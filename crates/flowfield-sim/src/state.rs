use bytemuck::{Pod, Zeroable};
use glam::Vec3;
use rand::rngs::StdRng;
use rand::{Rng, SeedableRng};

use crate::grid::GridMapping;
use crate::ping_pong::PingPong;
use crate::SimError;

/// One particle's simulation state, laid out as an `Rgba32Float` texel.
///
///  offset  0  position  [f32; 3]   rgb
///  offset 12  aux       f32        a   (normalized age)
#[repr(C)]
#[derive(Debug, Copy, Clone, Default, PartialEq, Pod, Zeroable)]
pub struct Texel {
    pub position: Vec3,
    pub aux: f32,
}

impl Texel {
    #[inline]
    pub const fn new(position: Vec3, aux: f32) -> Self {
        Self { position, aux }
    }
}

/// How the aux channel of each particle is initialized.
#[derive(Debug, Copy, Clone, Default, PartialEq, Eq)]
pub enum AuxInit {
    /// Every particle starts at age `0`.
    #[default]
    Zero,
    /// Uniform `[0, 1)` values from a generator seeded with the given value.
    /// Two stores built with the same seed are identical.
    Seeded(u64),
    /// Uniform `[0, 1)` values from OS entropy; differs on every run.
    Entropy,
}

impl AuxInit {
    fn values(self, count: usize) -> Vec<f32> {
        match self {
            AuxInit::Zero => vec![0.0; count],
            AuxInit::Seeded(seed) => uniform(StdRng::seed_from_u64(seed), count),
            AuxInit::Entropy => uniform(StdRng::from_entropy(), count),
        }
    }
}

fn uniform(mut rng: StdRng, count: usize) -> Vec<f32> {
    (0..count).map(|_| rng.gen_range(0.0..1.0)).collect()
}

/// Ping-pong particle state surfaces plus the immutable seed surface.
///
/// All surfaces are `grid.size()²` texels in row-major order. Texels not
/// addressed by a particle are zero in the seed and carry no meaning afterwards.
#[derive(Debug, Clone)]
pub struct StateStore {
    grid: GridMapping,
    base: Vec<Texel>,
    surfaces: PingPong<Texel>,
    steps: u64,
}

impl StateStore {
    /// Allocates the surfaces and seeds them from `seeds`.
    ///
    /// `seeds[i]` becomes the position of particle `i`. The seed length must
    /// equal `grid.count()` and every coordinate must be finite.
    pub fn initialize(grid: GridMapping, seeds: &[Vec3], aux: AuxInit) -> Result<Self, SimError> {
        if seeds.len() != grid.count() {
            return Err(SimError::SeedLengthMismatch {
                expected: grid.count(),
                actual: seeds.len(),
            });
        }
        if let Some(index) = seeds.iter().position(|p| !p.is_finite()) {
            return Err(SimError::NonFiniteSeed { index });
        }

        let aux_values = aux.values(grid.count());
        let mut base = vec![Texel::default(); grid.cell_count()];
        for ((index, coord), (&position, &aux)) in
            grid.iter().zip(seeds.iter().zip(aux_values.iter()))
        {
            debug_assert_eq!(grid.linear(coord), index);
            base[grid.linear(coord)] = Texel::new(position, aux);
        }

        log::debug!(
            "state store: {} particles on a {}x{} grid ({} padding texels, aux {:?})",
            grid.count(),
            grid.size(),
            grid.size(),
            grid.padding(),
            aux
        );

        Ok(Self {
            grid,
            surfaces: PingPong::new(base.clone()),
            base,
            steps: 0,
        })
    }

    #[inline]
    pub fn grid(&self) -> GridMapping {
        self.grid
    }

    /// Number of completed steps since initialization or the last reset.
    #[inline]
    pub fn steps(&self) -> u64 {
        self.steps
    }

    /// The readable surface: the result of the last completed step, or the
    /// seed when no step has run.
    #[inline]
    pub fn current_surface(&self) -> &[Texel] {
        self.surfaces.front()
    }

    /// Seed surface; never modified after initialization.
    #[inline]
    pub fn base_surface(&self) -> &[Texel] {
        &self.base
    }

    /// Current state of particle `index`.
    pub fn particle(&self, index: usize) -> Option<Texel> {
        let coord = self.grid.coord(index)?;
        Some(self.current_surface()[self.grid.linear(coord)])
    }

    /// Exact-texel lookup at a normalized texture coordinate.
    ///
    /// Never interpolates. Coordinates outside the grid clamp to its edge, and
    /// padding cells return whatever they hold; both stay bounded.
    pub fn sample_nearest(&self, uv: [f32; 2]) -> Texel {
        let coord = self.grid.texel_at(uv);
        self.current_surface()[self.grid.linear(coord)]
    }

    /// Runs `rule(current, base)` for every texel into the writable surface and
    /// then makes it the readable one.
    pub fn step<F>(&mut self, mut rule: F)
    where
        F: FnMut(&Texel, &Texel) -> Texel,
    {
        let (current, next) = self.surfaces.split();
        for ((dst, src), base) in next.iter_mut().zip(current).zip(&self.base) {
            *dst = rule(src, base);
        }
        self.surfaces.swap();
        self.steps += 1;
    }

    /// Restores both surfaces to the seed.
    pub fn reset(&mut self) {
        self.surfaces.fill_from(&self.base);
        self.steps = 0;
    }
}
● ● ● ● ●
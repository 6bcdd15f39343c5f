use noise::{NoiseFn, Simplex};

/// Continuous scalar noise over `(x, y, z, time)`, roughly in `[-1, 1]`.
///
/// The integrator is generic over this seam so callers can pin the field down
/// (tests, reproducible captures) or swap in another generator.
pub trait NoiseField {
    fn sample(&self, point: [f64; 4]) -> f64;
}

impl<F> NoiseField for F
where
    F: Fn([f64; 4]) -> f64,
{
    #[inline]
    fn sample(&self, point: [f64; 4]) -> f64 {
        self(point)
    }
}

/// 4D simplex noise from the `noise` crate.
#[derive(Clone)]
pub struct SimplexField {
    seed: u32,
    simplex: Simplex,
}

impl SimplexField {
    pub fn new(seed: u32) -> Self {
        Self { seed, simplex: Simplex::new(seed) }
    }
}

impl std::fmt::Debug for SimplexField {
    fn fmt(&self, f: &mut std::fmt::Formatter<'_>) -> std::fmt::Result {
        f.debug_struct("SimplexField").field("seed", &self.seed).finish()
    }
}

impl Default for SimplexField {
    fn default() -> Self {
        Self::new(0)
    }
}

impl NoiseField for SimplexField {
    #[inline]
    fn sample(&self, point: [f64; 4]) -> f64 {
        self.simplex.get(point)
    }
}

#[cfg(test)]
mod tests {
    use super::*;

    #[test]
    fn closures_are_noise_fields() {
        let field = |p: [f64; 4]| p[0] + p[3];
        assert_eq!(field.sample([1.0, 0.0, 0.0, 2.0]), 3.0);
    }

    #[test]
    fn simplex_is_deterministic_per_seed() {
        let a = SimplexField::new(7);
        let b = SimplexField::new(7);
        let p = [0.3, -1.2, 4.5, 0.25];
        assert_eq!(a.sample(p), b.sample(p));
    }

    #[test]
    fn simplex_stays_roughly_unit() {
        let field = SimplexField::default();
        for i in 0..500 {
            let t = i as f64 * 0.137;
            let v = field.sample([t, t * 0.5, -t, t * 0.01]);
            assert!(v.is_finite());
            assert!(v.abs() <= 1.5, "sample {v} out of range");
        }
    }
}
● ● ● ● ●
• Work instruction: Please show every line of the material that contains the string "last".

• Finished exercise:
    /// Number of completed steps since initialization or the last reset.
    /// The readable surface: the result of the last completed step, or the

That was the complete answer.